Intanto dai dati di Coldiretti Con la raccolta di uve bianche Chardonnay e basi spumante, ha preso il via con circa dieci giorni di ritardo la vendemmia 2019 in Puglia: Coldiretti stima una produzione di qualità ottima tra 9 e 10 milioni di ettolitri, nella media.

“A dispetto del clima impazzito” le previsioni sono ottime, per quanto “in calo generalizzato del 15% rispetto al 2018”, commenta Savino Muraglia, presidente di Coldiretti Puglia, in occasione dei primi grappoli raccolti a Sava (Taranto) nell’azienda agricola Masseria Nuova.

“Nutriamo forti aspettative – spiega – considerato che l’export è cresciuto ancora in valore del 6,7% nel 2018, con un +5% per i vini Doc, +4% per le Igp e +6% per gli spumanti”. Il calo del 15% è “in Valle d’Itria per l’andamento climatico anomalo – rileva Coldiretti -, in provincia di Foggia risulta nella norma, in Salento nell’area del Negroamaro si stima un calo del 15% a causa del clima pazzo e degli sbalzi termici, fino al lieve calo nelle province di Bari e Bat che non dovrebbe superare il 5%”.
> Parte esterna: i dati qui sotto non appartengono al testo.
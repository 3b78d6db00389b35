mod core;
mod features;
mod modules;
mod shared;

use crate::core::config::{Config, StoreBackend};
use crate::core::openapi::{ApiDoc, SwaggerInfoModifier};
use crate::core::{database, middleware};
use crate::features::car_mods::repositories::{CarModRepository, PgCarModRepository};
use crate::features::car_mods::{routes as car_mods_routes, CarModService};
use crate::features::cars::repositories::{CarRepository, PgCarRepository};
use crate::features::cars::{routes as cars_routes, CarService};
use crate::features::mods::repositories::{ModRepository, PgModRepository};
use crate::features::mods::{routes as mods_routes, ModService};
use crate::modules::memory::MemoryStore;
use crate::shared::clock::{Clock, SystemClock};
use axum::{middleware::from_fn, Router};
use std::sync::Arc;
use tower_http::request_id::{PropagateRequestIdLayer, SetRequestIdLayer};
use tower_http::trace::{DefaultOnRequest, DefaultOnResponse, TraceLayer};
use tracing::Level;
use tracing_subscriber::{layer::SubscriberExt, util::SubscriberInitExt};
use utoipa::Modify;
use utoipa::OpenApi;
use utoipa_swagger_ui::SwaggerUi;

/// Repository handles for the selected backend
struct Repositories {
    mods: Arc<dyn ModRepository>,
    car_mods: Arc<dyn CarModRepository>,
    cars: Arc<dyn CarRepository>,
}

fn main() -> anyhow::Result<()> {
    // Build Tokio runtime with configurable worker threads
    let worker_threads = std::env::var("TOKIO_WORKER_THREADS")
        .ok()
        .and_then(|s| s.parse().ok())
        .unwrap_or_else(|| {
            std::thread::available_parallelism()
                .map(|p| p.get())
                .unwrap_or(4)
        });

    let runtime = tokio::runtime::Builder::new_multi_thread()
        .worker_threads(worker_threads)
        .max_blocking_threads(worker_threads * 4)
        .enable_all()
        .build()?;

    runtime.block_on(async_main(worker_threads))
}

async fn async_main(worker_threads: usize) -> anyhow::Result<()> {
    // Load .env file BEFORE initializing logger so RUST_LOG is available
    let _ = dotenvy::dotenv();

    tracing_subscriber::registry()
        .with(
            tracing_subscriber::EnvFilter::try_from_default_env().unwrap_or_else(|_| "info".into()),
        )
        .with(tracing_subscriber::fmt::layer())
        .init();

    // Load configuration
    let config = Config::from_env().map_err(|e| anyhow::anyhow!(e))?;

    let available_cpus = std::thread::available_parallelism()
        .map(|p| p.get())
        .unwrap_or(1);
    tracing::info!(
        "System info: available_cpus={}, tokio_worker_threads={}, pid={}",
        available_cpus,
        worker_threads,
        std::process::id()
    );

    tracing::info!("Configuration loaded successfully");

    let repos = match config.store.backend {
        StoreBackend::Postgres => {
            let db_config = config
                .database
                .as_ref()
                .ok_or_else(|| {
                    anyhow::anyhow!("Postgres backend selected without database config")
                })?;

            // Create database connection pool
            let pool = database::create_pool(db_config).await?;
            tracing::info!("Database connection pool created");

            // Run migrations automatically
            tracing::info!("Running database migrations...");
            sqlx::migrate!("./migrations")
                .run(&pool)
                .await
                .map_err(|e| anyhow::anyhow!("Migration failed: {}", e))?;
            tracing::info!("Database migrations completed successfully");

            Repositories {
                mods: Arc::new(PgModRepository::new(pool.clone())),
                car_mods: Arc::new(PgCarModRepository::new(pool.clone())),
                cars: Arc::new(PgCarRepository::new(pool)),
            }
        }
        StoreBackend::Memory => {
            tracing::warn!("Using in-memory store; data is lost on restart");
            let store = Arc::new(MemoryStore::new());
            Repositories {
                mods: store.clone(),
                car_mods: store.clone(),
                cars: store,
            }
        }
    };

    let clock: Arc<dyn Clock> = Arc::new(SystemClock);

    let mod_service = Arc::new(ModService::new(Arc::clone(&repos.mods), Arc::clone(&clock)));
    tracing::info!("Mod service initialized");

    let car_service = Arc::new(CarService::new(Arc::clone(&repos.cars), Arc::clone(&clock)));
    tracing::info!("Car service initialized");

    let car_mod_service = Arc::new(CarModService::new(
        repos.mods,
        repos.car_mods,
        repos.cars,
        clock,
    ));
    tracing::info!("Car mod service initialized");

    // Build application router with dynamic swagger config
    let swagger_modifier = SwaggerInfoModifier {
        title: config.swagger.title.clone(),
        version: config.swagger.version.clone(),
        description: config.swagger.description.clone(),
    };

    let mut openapi = ApiDoc::openapi();
    swagger_modifier.modify(&mut openapi);

    // Build swagger router
    let swagger = if let Some(credentials) = config.swagger.credentials() {
        tracing::info!("Swagger UI basic auth enabled");
        Router::new()
            .merge(SwaggerUi::new("/swagger-ui").url("/api-docs/openapi.json", openapi))
            .layer(from_fn(middleware::basic_auth_middleware(Arc::new(
                credentials,
            ))))
    } else {
        tracing::info!("Swagger UI basic auth disabled (no credentials configured)");
        Router::new().merge(SwaggerUi::new("/swagger-ui").url("/api-docs/openapi.json", openapi))
    };

    // Simple health check endpoint
    async fn health_check() -> axum::http::StatusCode {
        axum::http::StatusCode::OK
    }
    let health_route = Router::new().route("/health", axum::routing::get(health_check));

    let api_routes = Router::new()
        .merge(mods_routes::routes(mod_service))
        .merge(cars_routes::routes(car_service))
        .merge(car_mods_routes::routes(car_mod_service));

    let app = Router::new()
        .merge(swagger)
        .merge(api_routes)
        .merge(health_route)
        .layer(middleware::cors_layer(
            config.app.cors_allowed_origins.clone(),
        ))
        // Propagate X-Request-Id to response headers
        .layer(PropagateRequestIdLayer::x_request_id())
        .layer(
            TraceLayer::new_for_http()
                .make_span_with(middleware::MakeSpanWithRequestId)
                .on_request(DefaultOnRequest::new().level(Level::INFO))
                .on_response(DefaultOnResponse::new().level(Level::INFO)),
        )
        // Generate X-Request-Id using UUID v7 (or use client-provided one)
        .layer(SetRequestIdLayer::x_request_id(middleware::MakeRequestUuid));

    // Start server
    let addr = config.app.server_address();
    let socket_addr: std::net::SocketAddr = addr
        .parse()
        .map_err(|e| anyhow::anyhow!("Invalid address: {}", e))?;

    // Use socket2 for TCP listener configuration
    let socket = socket2::Socket::new(
        socket2::Domain::for_address(socket_addr),
        socket2::Type::STREAM,
        Some(socket2::Protocol::TCP),
    )?;
    socket.set_reuse_address(true)?;
    #[cfg(unix)]
    socket.set_reuse_port(true)?;
    socket.set_nodelay(true)?;

    #[cfg(target_os = "linux")]
    {
        let keepalive = socket2::TcpKeepalive::new()
            .with_time(std::time::Duration::from_secs(60))
            .with_interval(std::time::Duration::from_secs(10))
            .with_retries(3);
        socket.set_tcp_keepalive(&keepalive)?;
    }
    #[cfg(not(target_os = "linux"))]
    {
        let keepalive = socket2::TcpKeepalive::new().with_time(std::time::Duration::from_secs(60));
        socket.set_tcp_keepalive(&keepalive)?;
    }

    socket.set_nonblocking(true)?;
    socket.bind(&socket_addr.into())?;
    socket.listen(1024)?;

    let listener = tokio::net::TcpListener::from_std(socket.into())?;
    tracing::info!("Server listening on http://{}", addr);
    tracing::info!("Swagger UI available at http://{}/swagger-ui/", addr);

    axum::serve(listener, app).await?;

    Ok(())
}
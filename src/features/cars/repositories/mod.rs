pub mod car_repository;

pub use car_repository::{CarRepository, PgCarRepository};
use chrono::{DateTime, Utc};
use sqlx::FromRow;

use crate::shared::tree::TreeItem;

/// Catalog entry for a modification. `parent_mod_id = None` marks a root;
/// a child mod unlocks once its parent is completed on a car.
#[derive(Debug, Clone, PartialEq, FromRow)]
pub struct Mod {
    pub id: String,
    pub name: String,
    pub description: Option<String>,
    pub parent_mod_id: Option<String>,
    pub category: Option<String>,
    pub image_url: Option<String>,
    pub created_at: DateTime<Utc>,
    pub updated_at: Option<DateTime<Utc>>,
}

impl Mod {
    pub fn is_root(&self) -> bool {
        self.parent_mod_id.is_none()
    }
}

impl TreeItem for Mod {
    fn node_id(&self) -> &str {
        &self.id
    }

    fn parent_node_id(&self) -> Option<&str> {
        self.parent_mod_id.as_deref()
    }
}

/// Presentation order for catalog listings: case-insensitive name, then id
pub fn compare_by_name(a: &Mod, b: &Mod) -> std::cmp::Ordering {
    a.name
        .to_lowercase()
        .cmp(&b.name.to_lowercase())
        .then_with(|| a.id.cmp(&b.id))
}
pub mod car_mods;
pub mod cars;
pub mod mods;
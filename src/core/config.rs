use std::env;
use std::str::FromStr;

#[derive(Debug, Clone)]
pub struct Config {
    pub app: AppConfig,
    pub store: StoreConfig,
    /// Only present when the Postgres backend is selected
    pub database: Option<DatabaseConfig>,
    pub swagger: SwaggerConfig,
}

#[derive(Debug, Clone)]
pub struct AppConfig {
    pub host: String,
    pub port: u16,
    pub cors_allowed_origins: Vec<String>,
}

/// Which persistence backend the repositories are built on
#[derive(Debug, Clone, Copy, PartialEq, Eq)]
pub enum StoreBackend {
    Postgres,
    Memory,
}

impl FromStr for StoreBackend {
    type Err = String;

    fn from_str(s: &str) -> Result<Self, Self::Err> {
        match s.trim().to_ascii_lowercase().as_str() {
            "postgres" | "postgresql" => Ok(StoreBackend::Postgres),
            "memory" | "in-memory" => Ok(StoreBackend::Memory),
            other => Err(format!(
                "STORE_BACKEND must be 'postgres' or 'memory', got '{}'",
                other
            )),
        }
    }
}

#[derive(Debug, Clone)]
pub struct StoreConfig {
    pub backend: StoreBackend,
}

#[derive(Debug, Clone)]
pub struct DatabaseConfig {
    pub url: String,
    pub max_connections: u32,
    pub min_connections: u32,
    pub acquire_timeout_secs: u64,
    pub idle_timeout_secs: u64,
    pub max_lifetime_secs: u64,
}

#[derive(Debug, Clone)]
pub struct SwaggerConfig {
    pub username: Option<String>,
    pub password: Option<String>,
    pub title: String,
    pub version: String,
    pub description: String,
}

impl Config {
    pub fn from_env() -> Result<Self, String> {
        // Load .env file if exists, ignore if not found (optional for production)
        if let Err(e) = dotenvy::dotenv() {
            if !e.to_string().contains("not found") {
                eprintln!("Warning: Error loading .env file: {}", e);
            }
        }

        let store = StoreConfig::from_env()?;
        let database = match store.backend {
            StoreBackend::Postgres => Some(DatabaseConfig::from_env()?),
            StoreBackend::Memory => None,
        };

        Ok(Config {
            app: AppConfig::from_env()?,
            store,
            database,
            swagger: SwaggerConfig::from_env()?,
        })
    }
}

impl AppConfig {
    pub fn from_env() -> Result<Self, String> {
        let host = env::var("HOST").unwrap_or_else(|_| "127.0.0.1".to_string());
        let port = env::var("PORT")
            .unwrap_or_else(|_| "3000".to_string())
            .parse::<u16>()
            .map_err(|e| format!("Invalid PORT: {}", e))?;

        // Parse CORS allowed origins from comma-separated string
        let cors_allowed_origins = parse_origins(
            &env::var("CORS_ALLOWED_ORIGINS").unwrap_or_else(|_| "*".to_string()),
        );

        Ok(Self {
            host,
            port,
            cors_allowed_origins,
        })
    }

    pub fn server_address(&self) -> String {
        format!("{}:{}", self.host, self.port)
    }
}

fn parse_origins(raw: &str) -> Vec<String> {
    raw.split(',')
        .map(|s| s.trim().to_string())
        .filter(|s| !s.is_empty())
        .collect()
}

impl StoreConfig {
    pub fn from_env() -> Result<Self, String> {
        let backend = env::var("STORE_BACKEND")
            .unwrap_or_else(|_| "postgres".to_string())
            .parse::<StoreBackend>()?;

        Ok(Self { backend })
    }
}

impl DatabaseConfig {
    const DEFAULT_MAX_CONNECTIONS: u32 = 10;
    const DEFAULT_MIN_CONNECTIONS: u32 = 1;
    const DEFAULT_ACQUIRE_TIMEOUT_SECS: u64 = 5;
    const DEFAULT_IDLE_TIMEOUT_SECS: u64 = 600; // 10 minutes
    const DEFAULT_MAX_LIFETIME_SECS: u64 = 1800; // 30 minutes

    pub fn from_env() -> Result<Self, String> {
        let url = env::var("DATABASE_URL").map_err(|_| "DATABASE_URL must be set".to_string())?;

        let max_connections = env::var("DB_MAX_CONNECTIONS")
            .unwrap_or_else(|_| Self::DEFAULT_MAX_CONNECTIONS.to_string())
            .parse::<u32>()
            .map_err(|_| "DB_MAX_CONNECTIONS must be a valid number".to_string())?;

        let min_connections = env::var("DB_MIN_CONNECTIONS")
            .unwrap_or_else(|_| Self::DEFAULT_MIN_CONNECTIONS.to_string())
            .parse::<u32>()
            .map_err(|_| "DB_MIN_CONNECTIONS must be a valid number".to_string())?;

        let acquire_timeout_secs = env::var("DB_ACQUIRE_TIMEOUT_SECS")
            .unwrap_or_else(|_| Self::DEFAULT_ACQUIRE_TIMEOUT_SECS.to_string())
            .parse::<u64>()
            .map_err(|_| "DB_ACQUIRE_TIMEOUT_SECS must be a valid number".to_string())?;

        let idle_timeout_secs = env::var("DB_IDLE_TIMEOUT_SECS")
            .unwrap_or_else(|_| Self::DEFAULT_IDLE_TIMEOUT_SECS.to_string())
            .parse::<u64>()
            .map_err(|_| "DB_IDLE_TIMEOUT_SECS must be a valid number".to_string())?;

        let max_lifetime_secs = env::var("DB_MAX_LIFETIME_SECS")
            .unwrap_or_else(|_| Self::DEFAULT_MAX_LIFETIME_SECS.to_string())
            .parse::<u64>()
            .map_err(|_| "DB_MAX_LIFETIME_SECS must be a valid number".to_string())?;

        Ok(Self {
            url,
            max_connections,
            min_connections,
            acquire_timeout_secs,
            idle_timeout_secs,
            max_lifetime_secs,
        })
    }
}

impl SwaggerConfig {
    pub fn from_env() -> Result<Self, String> {
        // Only use credentials if they are non-empty
        let username = env::var("SWAGGER_USERNAME").ok().filter(|s| !s.is_empty());
        let password = env::var("SWAGGER_PASSWORD").ok().filter(|s| !s.is_empty());
        let title = env::var("SWAGGER_TITLE").unwrap_or_else(|_| "ModMyCar API".to_string());
        let version = env::var("SWAGGER_VERSION").unwrap_or_else(|_| "0.1.0".to_string());
        let description = env::var("SWAGGER_DESCRIPTION")
            .unwrap_or_else(|_| "Garage, mod catalog and mod-tree progress API".to_string());

        Ok(Self {
            username,
            password,
            title,
            version,
            description,
        })
    }

    /// Returns credentials in "username:password" format if auth is enabled
    pub fn credentials(&self) -> Option<String> {
        match (&self.username, &self.password) {
            (Some(user), Some(pass)) => Some(format!("{}:{}", user, pass)),
            _ => None,
        }
    }
}

#[cfg(test)]
mod tests {
    use super::*;

    #[test]
    fn test_store_backend_parse() {
        assert_eq!(
            "postgres".parse::<StoreBackend>(),
            Ok(StoreBackend::Postgres)
        );
        assert_eq!(" Memory ".parse::<StoreBackend>(), Ok(StoreBackend::Memory));
        assert!("sqlite".parse::<StoreBackend>().is_err());
    }

    #[test]
    fn test_parse_origins() {
        assert_eq!(
            parse_origins("http://a.test, http://b.test,,"),
            vec!["http://a.test".to_string(), "http://b.test".to_string()]
        );
        assert_eq!(parse_origins("*"), vec!["*".to_string()]);
    }

    #[test]
    fn test_swagger_credentials() {
        let mut swagger = SwaggerConfig {
            username: Some("admin".to_string()),
            password: None,
            title: String::new(),
            version: String::new(),
            description: String::new(),
        };
        assert_eq!(swagger.credentials(), None);

        swagger.password = Some("secret".to_string());
        assert_eq!(swagger.credentials(), Some("admin:secret".to_string()));
    }
}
Intanto dai dati di Coldiretti risulta che nel successo del vino italiano, ci sono due vini pugliesi nelle prime 4 posizioni: “Al secondo posto c’è il Primitivo pugliese (+21%) e al quarto posto il Negroamaro con un aumento del 15%”.

“Il successo dei vini di Puglia è il risultato di un mix vincente di fattori che partono dalle potenzialità del territorio e delle varietà autoctone – spiega il presidente di Coldiretti Lecce, Gianni Cantele, responsabile del settore vitivinicolo di Coldiretti Puglia – passando per le capacità imprenditoriali dei vitivinicoltori pugliesi che hanno portato al boom dei rosati pugliesi, che con un balzo del 17% risultano i più venduti, al secondo posto della classifica di gradimento, seguono solo i rosè della Provenza”.

Confermata “la popolarità anche internazionale di eccellenze varietali uniche quali Primitivo, Negroamaro, Susumaniello e Nero di Troia, con il successo di vini Dop quali il Primitivo di Manduria, il Salice Salentino e il Castel del Monte”.

Poi, il boom dei vini rosati, che “in 3 anni registrano un balzo record del +122%, rappresentando il 40% della produzione nazionale totale dei rosati con oltre 1 milione di bottiglie l’anno. In sintesi quasi 2 bottiglie su 4 di rosé made in Italy è pugliese e sempre i rosati fanno registrare una crescita dei consumi superiore al 13%”, sottolinea Coldiretti Puglia.